OceanGenomics / mudskipper

A tool for projecting genomic alignments to transcriptomic coordinates
BSD 3-Clause "New" or "Revised" License
32 stars 7 forks source link

Initial implementation of shuffle command #11

Closed sjbaker47 closed 2 years ago

sjbaker47 commented 2 years ago

I think we might want to talk about paired reads again -- not sure if our understandings are in alignment. (No pun intended.) Otherwise, let me know of any issues.

haghshenas commented 2 years ago

As you were suspecting, this implementation does not handle paried-end reads properly. In fact, this doesn't take into account supplementary alignments either. I have added codes that helps to iterate through BAM records of each read properly while taking supplementary alignments into account. That codes is currently in 'bugfix_supplementary' together with bunch of other bugfixes that are critical. We should have a chat when I merge that branch so that you can fix your implementation.

haghshenas commented 2 years ago

We had a discussion with Shawn today and we confirmed that this should be updated to support paired-end and supplementary alignments. @sjbaker47 please let us know whenever the fixes are ready and we can continue reviewing. Thanks.

haghshenas commented 2 years ago

@sjbaker47 I think the way you've used hashes for handling paired-end and supplementary alignments is smart and makes things easy, but might be too simplistic, i.e. does not handle complex cases.

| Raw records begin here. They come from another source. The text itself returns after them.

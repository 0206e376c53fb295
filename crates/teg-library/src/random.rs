//! Builtin random-variate functions.
//!
//! All draws flow through the run's `SimRng`, so a fixed seed reproduces the
//! exact variate sequence.  Distribution parameters are validated here and
//! rejected as `InvalidArgument` — never panicked on — because they arrive
//! from model expressions, not from code.

use rand_distr::{Bernoulli, Distribution, Exp, Normal, Triangular};

use teg_core::VariableValue;

use crate::error::LibraryError;
use crate::registry::{int, num, FunctionRegistry, ParamKind};

const N: ParamKind = ParamKind::Numeric;
const I: ParamKind = ParamKind::Integer;

fn invalid(name: &str, message: impl Into<String>) -> LibraryError {
    LibraryError::InvalidArgument {
        name:    name.to_owned(),
        message: message.into(),
    }
}

pub fn register(registry: &mut FunctionRegistry) {
    // uniform(lo, hi): Double in [lo, hi)
    registry.register("uniform", &[N, N], N, |rng, args| {
        let (lo, hi) = (num(args, 0), num(args, 1));
        if !(lo < hi) {
            return Err(invalid("uniform", format!("empty range [{lo}, {hi})")));
        }
        Ok(VariableValue::Double(rng.gen_range(lo..hi)))
    });

    // exponential(mean): Double >= 0 with the given mean
    registry.register("exponential", &[N], N, |rng, args| {
        let mean = num(args, 0);
        if !(mean > 0.0) {
            return Err(invalid("exponential", format!("mean must be positive, got {mean}")));
        }
        let dist = Exp::new(1.0 / mean)
            .map_err(|e| invalid("exponential", e.to_string()))?;
        Ok(VariableValue::Double(dist.sample(rng.inner())))
    });

    // normal(mean, std): Double
    registry.register("normal", &[N, N], N, |rng, args| {
        let dist = Normal::new(num(args, 0), num(args, 1))
            .map_err(|e| invalid("normal", e.to_string()))?;
        Ok(VariableValue::Double(dist.sample(rng.inner())))
    });

    // triangular(lo, mode, hi): Double
    registry.register("triangular", &[N, N, N], N, |rng, args| {
        let dist = Triangular::new(num(args, 0), num(args, 2), num(args, 1))
            .map_err(|e| invalid("triangular", e.to_string()))?;
        Ok(VariableValue::Double(dist.sample(rng.inner())))
    });

    // bernoulli(p): Boolean, true with probability p
    registry.register("bernoulli", &[N], ParamKind::Boolean, |rng, args| {
        let dist = Bernoulli::new(num(args, 0))
            .map_err(|e| invalid("bernoulli", e.to_string()))?;
        Ok(VariableValue::Boolean(dist.sample(rng.inner())))
    });

    // randint(lo, hi): Integer uniform in [lo, hi] inclusive
    registry.register("randint", &[I, I], I, |rng, args| {
        let (lo, hi) = (int(args, 0), int(args, 1));
        if lo > hi {
            return Err(invalid("randint", format!("empty range [{lo}, {hi}]")));
        }
        Ok(VariableValue::Integer(rng.gen_range(lo..=hi)))
    });
}
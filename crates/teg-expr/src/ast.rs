//! The typed AST produced by the parser.
//!
//! Trees are immutable: parsed once per distinct expression text, evaluated
//! possibly many times against different contexts.  `Display` renders the
//! source form (fully parenthesized) and is what evaluation errors embed to
//! identify the failing node.

use std::fmt;

use teg_core::VariableValue;

// ── Operators ─────────────────────────────────────────────────────────────────

#[derive(Copy, Clone, PartialEq, Eq, Debug)]
pub enum UnaryOp {
    /// Arithmetic negation `-x`.
    Neg,
    /// Logical negation `!x`.
    Not,
}

impl UnaryOp {
    pub fn symbol(self) -> &'static str {
        match self {
            UnaryOp::Neg => "-",
            UnaryOp::Not => "!",
        }
    }
}

#[derive(Copy, Clone, PartialEq, Eq, Debug)]
pub enum BinaryOp {
    Add,
    Sub,
    Mul,
    Div,
    Assign,
    Lt,
    Gt,
    Le,
    Ge,
    Eq,
    Ne,
    /// Eager `&`: both sides always evaluated.
    And,
    /// Eager `|`: both sides always evaluated.
    Or,
    /// Short-circuit `&&`.
    CondAnd,
    /// Short-circuit `||`.
    CondOr,
}

impl BinaryOp {
    pub fn symbol(self) -> &'static str {
        match self {
            BinaryOp::Add     => "+",
            BinaryOp::Sub     => "-",
            BinaryOp::Mul     => "*",
            BinaryOp::Div     => "/",
            BinaryOp::Assign  => "=",
            BinaryOp::Lt      => "<",
            BinaryOp::Gt      => ">",
            BinaryOp::Le      => "<=",
            BinaryOp::Ge      => ">=",
            BinaryOp::Eq      => "==",
            BinaryOp::Ne      => "!=",
            BinaryOp::And     => "&",
            BinaryOp::Or      => "|",
            BinaryOp::CondAnd => "&&",
            BinaryOp::CondOr  => "||",
        }
    }
}

// ── Expr ──────────────────────────────────────────────────────────────────────

/// One node of a parsed expression.
///
/// Operand subtrees are always present (`Box`, never optional) and the parser
/// only ever builds `Assign` with a `Variable` on the left.
#[derive(Clone, PartialEq, Debug)]
pub enum Expr {
    /// A literal value.
    Value(VariableValue),

    /// A bare symbol read as a variable (or registry constant) reference.
    Variable(String),

    /// `name(arg, …)` — dispatched by name through the evaluation context.
    Call { name: String, args: Vec<Expr> },

    Unary {
        op:      UnaryOp,
        operand: Box<Expr>,
    },

    Binary {
        op:  BinaryOp,
        lhs: Box<Expr>,
        rhs: Box<Expr>,
    },
}

impl fmt::Display for Expr {
    fn fmt(&self, f: &mut fmt::Formatter<'_>) -> fmt::Result {
        match self {
            Expr::Value(VariableValue::String(s)) => {
                write!(f, "\"{}\"", s.replace('\\', "\\\\").replace('"', "\\\""))
            }
            Expr::Value(v) => write!(f, "{v}"),
            Expr::Variable(name) => write!(f, "{name}"),
            Expr::Call { name, args } => {
                write!(f, "{name}(")?;
                for (i, arg) in args.iter().enumerate() {
                    if i > 0 {
                        write!(f, ", ")?;
                    }
                    write!(f, "{arg}")?;
                }
                write!(f, ")")
            }
            Expr::Unary { op, operand } => write!(f, "{}{operand}", op.symbol()),
            Expr::Binary { op, lhs, rhs } => {
                write!(f, "({lhs} {} {rhs})", op.symbol())
            }
        }
    }
}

Here I drew one example for a chimeric alignment (I know we don't really care about chimeric alignments for the task of quantification using Salmon, but it would be nice to have a general purpose mudskipper). photo5098322482288503162

The transcriptomic alignments of this read would look like this:

qid:q1, tid:txp1, pos:50,  mate_tid:txp2, mate_pos:100
qid:q1, tid:txp2, pos:100, mate_tid:txp1, mate_pos:50
qid:q1, tid:txp1, pos:50,  mate_tid:txp3, mate_pos:100
qid:q1, tid:txp3, pos:100, mate_tid:txp1, mate_pos:50

But I think your sorting function will sort them this way:

qid:q1, tid:txp1, pos:50,  mate_tid:txp2, mate_pos:100
qid:q1, tid:txp1, pos:50,  mate_tid:txp3, mate_pos:100
qid:q1, tid:txp2, pos:100, mate_tid:txp1, mate_pos:50
qid:q1, tid:txp3, pos:100, mate_tid:txp1, mate_pos:50

Explanation: they all have the same min(tid, mate_tid) and min(pos, mate_pos) but the position for the first mate is always smaller than the second mate. If what I said doesn't make sense, then I probably didn't understand your sorting function.

I could think of other edge cases as well, but for now this should give you the idea. I personally think you should sort by query id and then do a post-processing to put alignments of a single query in the right order based on paired information and SA tag. I think we might benefit from involving @gmarcais and @rob-p to this discussion.

sjbaker47 commented 2 years ago

I see what you mean. We could deterministically concatenate the two fields (e.g. hash(concat(sort(tid, mtid))), and that would take care of any ambiguity between paired reads spanning chromosomes that coincidentally have the same position with another paired mapping on a different chromosome with the same read name. (Writing that all out, it seems deathly unlikely to actually occur, but it would be an near undetectable bug if it did, lol).